● TASK
Going through the lines below, tally those that include "once", and give only the number.

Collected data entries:
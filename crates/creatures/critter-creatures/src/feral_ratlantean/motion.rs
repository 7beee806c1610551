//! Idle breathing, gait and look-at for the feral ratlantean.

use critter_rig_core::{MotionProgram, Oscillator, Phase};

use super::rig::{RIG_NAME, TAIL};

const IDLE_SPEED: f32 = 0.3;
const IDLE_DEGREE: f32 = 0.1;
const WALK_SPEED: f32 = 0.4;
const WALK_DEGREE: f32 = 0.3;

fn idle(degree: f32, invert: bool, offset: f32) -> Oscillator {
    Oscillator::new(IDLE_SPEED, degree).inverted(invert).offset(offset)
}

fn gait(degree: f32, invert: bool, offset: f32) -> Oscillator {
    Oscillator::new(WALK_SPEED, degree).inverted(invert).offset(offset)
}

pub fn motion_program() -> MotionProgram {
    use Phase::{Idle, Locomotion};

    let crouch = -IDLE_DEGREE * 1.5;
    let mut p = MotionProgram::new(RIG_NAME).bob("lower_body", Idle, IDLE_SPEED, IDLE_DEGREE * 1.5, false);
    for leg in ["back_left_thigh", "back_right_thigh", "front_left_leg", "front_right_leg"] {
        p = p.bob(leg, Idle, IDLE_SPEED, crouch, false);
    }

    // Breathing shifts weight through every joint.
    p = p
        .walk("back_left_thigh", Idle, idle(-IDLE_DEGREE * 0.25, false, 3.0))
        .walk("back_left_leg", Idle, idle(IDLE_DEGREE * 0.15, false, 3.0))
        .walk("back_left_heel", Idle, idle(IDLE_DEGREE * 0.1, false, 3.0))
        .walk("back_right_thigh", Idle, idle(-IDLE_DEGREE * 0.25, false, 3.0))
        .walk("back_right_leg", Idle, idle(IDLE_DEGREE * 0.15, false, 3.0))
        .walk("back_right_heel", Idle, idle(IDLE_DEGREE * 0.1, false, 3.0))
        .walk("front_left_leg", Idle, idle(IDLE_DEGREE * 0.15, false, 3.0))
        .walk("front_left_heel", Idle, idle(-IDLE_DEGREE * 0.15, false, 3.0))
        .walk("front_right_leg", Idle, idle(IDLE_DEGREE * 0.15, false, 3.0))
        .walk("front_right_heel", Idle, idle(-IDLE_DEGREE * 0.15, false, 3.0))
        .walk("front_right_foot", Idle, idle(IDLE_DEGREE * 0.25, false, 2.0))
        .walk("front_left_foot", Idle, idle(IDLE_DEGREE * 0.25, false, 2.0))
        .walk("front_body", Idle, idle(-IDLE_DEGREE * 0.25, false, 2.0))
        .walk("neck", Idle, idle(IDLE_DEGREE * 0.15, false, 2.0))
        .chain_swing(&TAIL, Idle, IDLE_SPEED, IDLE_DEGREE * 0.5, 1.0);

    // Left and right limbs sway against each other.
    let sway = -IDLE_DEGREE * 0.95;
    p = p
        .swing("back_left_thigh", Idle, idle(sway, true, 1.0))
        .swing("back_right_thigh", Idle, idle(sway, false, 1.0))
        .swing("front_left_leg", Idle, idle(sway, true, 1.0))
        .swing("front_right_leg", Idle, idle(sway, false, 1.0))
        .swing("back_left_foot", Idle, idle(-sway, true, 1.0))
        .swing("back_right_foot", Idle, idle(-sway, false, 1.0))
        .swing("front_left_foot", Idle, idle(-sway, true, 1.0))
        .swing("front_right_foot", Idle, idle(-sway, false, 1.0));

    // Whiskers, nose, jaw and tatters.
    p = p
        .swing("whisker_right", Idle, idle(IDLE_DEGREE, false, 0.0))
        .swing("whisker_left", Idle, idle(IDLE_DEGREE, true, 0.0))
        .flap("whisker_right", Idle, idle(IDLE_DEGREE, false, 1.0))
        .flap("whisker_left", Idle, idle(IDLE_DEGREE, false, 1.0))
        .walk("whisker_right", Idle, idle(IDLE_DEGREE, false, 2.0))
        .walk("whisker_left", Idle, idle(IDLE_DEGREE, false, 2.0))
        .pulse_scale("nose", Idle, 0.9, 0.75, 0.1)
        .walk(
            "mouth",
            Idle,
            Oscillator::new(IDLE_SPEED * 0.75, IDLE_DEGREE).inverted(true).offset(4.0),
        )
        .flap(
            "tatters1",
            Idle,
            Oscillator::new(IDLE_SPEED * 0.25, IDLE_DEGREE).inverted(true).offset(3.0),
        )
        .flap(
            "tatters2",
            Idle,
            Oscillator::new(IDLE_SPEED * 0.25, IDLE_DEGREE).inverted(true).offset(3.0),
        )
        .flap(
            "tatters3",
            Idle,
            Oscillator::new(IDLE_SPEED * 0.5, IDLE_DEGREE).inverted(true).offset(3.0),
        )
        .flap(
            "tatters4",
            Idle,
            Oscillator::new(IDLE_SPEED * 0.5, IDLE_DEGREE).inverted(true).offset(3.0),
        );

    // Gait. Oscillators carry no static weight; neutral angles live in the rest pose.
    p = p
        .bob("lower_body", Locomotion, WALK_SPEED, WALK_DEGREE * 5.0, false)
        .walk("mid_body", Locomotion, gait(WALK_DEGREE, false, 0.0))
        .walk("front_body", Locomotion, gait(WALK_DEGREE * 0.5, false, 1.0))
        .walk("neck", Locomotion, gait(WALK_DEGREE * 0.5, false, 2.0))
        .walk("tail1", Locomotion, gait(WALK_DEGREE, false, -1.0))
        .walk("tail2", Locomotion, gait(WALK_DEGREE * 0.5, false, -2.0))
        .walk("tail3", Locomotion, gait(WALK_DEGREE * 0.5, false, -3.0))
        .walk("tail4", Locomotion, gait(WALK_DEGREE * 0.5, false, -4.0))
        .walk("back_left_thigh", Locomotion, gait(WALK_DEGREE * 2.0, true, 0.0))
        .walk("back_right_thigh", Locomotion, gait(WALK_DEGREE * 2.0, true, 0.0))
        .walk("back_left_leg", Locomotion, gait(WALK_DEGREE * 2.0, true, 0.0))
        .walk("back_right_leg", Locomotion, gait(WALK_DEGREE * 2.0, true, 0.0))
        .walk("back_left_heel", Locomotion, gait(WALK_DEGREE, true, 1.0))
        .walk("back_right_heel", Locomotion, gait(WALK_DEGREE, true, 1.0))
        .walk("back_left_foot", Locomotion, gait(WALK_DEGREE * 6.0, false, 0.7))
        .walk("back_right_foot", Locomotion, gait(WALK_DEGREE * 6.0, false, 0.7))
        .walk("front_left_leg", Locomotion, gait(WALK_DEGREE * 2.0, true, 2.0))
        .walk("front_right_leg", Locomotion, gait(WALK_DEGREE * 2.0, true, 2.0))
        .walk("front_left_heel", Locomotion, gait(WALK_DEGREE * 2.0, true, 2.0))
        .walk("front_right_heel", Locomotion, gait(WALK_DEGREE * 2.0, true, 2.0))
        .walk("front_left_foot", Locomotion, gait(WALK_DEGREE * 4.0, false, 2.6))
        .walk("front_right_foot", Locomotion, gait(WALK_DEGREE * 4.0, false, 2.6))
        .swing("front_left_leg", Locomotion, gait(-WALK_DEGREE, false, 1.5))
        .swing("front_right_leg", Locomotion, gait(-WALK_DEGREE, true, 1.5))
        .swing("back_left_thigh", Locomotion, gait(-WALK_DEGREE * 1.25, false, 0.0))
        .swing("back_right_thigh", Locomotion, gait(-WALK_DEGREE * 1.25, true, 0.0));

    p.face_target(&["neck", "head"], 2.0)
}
==
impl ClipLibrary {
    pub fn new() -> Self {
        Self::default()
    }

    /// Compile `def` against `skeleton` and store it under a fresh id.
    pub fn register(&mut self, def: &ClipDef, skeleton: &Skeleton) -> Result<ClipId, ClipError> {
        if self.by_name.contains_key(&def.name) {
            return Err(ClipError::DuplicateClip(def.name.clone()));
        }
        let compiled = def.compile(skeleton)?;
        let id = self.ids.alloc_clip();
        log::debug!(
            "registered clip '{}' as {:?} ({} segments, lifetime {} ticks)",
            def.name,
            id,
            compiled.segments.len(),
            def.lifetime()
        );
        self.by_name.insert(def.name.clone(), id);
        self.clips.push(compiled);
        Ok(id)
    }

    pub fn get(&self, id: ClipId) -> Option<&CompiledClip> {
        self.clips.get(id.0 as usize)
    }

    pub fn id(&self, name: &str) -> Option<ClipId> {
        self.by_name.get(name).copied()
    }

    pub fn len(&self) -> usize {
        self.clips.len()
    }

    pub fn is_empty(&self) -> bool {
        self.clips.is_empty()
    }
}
--
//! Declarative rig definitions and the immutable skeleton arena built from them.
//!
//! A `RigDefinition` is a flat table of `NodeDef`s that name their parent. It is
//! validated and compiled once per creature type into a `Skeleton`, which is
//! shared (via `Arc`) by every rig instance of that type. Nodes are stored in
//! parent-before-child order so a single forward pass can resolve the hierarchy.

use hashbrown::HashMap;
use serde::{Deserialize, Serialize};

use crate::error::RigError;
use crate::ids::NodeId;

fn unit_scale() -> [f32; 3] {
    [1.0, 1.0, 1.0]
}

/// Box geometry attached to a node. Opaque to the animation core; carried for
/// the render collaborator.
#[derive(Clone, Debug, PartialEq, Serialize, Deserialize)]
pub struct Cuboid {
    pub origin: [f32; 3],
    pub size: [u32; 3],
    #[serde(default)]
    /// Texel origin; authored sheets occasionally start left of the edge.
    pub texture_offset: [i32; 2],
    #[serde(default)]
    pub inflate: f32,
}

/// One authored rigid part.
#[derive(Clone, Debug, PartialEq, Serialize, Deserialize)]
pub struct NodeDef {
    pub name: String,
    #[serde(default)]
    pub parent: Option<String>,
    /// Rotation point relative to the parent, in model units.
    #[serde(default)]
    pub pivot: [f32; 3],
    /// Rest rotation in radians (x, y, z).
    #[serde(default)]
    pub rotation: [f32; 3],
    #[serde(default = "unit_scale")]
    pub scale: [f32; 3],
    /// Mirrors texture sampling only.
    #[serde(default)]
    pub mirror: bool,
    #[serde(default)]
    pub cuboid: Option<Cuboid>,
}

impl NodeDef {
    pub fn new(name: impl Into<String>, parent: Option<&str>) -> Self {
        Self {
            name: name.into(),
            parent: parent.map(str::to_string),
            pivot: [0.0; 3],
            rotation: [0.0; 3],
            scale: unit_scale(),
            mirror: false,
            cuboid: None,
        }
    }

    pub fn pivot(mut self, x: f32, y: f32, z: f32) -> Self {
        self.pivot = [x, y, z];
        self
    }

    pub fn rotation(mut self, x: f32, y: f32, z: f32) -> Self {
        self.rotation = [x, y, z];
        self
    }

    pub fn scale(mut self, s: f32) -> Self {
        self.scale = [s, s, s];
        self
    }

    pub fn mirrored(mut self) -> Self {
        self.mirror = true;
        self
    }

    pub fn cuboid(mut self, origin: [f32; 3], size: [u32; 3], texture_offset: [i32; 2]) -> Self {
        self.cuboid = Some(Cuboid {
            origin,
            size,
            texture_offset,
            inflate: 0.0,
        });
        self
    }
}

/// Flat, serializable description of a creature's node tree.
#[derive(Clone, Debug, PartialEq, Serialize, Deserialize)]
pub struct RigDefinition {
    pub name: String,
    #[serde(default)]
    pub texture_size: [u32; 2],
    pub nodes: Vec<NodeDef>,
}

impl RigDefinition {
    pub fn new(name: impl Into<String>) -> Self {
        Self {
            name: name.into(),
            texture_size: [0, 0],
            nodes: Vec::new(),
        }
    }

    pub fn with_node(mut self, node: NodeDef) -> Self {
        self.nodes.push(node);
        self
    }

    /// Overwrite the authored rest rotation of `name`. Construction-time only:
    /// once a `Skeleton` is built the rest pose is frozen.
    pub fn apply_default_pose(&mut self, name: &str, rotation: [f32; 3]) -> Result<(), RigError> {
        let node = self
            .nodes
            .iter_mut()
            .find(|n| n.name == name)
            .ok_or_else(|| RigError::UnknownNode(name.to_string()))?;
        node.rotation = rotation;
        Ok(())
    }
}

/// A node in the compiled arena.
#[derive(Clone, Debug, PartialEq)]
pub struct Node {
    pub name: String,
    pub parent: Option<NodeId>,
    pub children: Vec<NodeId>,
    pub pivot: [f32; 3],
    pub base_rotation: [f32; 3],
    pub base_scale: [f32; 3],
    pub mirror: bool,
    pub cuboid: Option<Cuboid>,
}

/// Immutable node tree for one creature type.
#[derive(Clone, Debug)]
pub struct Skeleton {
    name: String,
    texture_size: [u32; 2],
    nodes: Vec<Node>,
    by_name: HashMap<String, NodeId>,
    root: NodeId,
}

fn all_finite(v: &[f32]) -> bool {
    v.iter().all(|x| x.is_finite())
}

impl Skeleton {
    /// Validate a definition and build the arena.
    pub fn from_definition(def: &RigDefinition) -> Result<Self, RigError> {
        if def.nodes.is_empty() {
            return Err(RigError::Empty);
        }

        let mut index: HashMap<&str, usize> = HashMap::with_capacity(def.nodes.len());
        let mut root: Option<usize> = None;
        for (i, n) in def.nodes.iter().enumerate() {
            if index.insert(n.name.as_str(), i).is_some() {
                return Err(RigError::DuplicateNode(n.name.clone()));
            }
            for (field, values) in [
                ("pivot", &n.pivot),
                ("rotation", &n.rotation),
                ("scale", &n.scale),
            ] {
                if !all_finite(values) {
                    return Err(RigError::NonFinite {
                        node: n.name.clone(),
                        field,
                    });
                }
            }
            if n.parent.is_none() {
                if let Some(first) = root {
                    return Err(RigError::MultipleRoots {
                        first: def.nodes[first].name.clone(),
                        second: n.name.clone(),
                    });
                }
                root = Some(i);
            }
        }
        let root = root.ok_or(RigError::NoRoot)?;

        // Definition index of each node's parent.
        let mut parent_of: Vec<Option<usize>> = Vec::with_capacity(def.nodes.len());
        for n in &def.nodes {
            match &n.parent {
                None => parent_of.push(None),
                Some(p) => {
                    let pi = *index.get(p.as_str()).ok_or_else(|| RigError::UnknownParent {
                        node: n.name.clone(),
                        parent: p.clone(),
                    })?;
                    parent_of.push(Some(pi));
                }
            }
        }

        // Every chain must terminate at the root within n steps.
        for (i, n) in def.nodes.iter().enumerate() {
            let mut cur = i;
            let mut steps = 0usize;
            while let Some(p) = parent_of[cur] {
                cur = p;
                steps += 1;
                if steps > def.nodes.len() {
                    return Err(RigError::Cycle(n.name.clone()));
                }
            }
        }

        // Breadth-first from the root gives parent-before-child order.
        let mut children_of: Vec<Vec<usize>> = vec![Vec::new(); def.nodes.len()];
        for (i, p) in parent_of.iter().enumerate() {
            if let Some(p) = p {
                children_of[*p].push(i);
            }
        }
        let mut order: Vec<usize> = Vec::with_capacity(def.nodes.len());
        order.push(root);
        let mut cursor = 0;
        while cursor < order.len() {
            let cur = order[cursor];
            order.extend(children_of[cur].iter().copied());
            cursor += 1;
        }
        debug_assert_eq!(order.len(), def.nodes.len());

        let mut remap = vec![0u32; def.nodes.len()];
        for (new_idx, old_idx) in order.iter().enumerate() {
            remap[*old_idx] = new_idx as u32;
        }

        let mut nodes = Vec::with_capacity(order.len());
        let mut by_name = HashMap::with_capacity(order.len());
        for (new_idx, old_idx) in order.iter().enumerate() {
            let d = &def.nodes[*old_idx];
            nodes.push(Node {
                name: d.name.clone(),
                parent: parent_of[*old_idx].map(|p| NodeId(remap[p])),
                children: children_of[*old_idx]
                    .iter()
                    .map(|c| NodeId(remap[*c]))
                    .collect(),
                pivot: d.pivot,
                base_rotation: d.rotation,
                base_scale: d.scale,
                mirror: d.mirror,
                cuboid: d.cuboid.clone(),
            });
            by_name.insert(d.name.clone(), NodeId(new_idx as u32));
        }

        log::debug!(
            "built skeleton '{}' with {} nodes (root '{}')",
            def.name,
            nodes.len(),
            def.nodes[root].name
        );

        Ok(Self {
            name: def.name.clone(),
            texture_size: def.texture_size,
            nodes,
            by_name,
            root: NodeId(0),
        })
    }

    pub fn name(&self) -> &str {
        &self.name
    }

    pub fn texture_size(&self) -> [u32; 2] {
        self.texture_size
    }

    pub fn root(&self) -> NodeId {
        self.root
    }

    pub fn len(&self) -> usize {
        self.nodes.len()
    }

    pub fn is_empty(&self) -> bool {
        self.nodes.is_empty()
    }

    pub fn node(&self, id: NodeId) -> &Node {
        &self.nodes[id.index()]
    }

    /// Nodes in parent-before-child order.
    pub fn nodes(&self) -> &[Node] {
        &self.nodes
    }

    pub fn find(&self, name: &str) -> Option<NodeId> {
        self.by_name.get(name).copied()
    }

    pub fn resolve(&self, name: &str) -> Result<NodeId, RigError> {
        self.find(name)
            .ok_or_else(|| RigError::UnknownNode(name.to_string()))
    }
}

● SOLUTION TO THE PROBLEM
2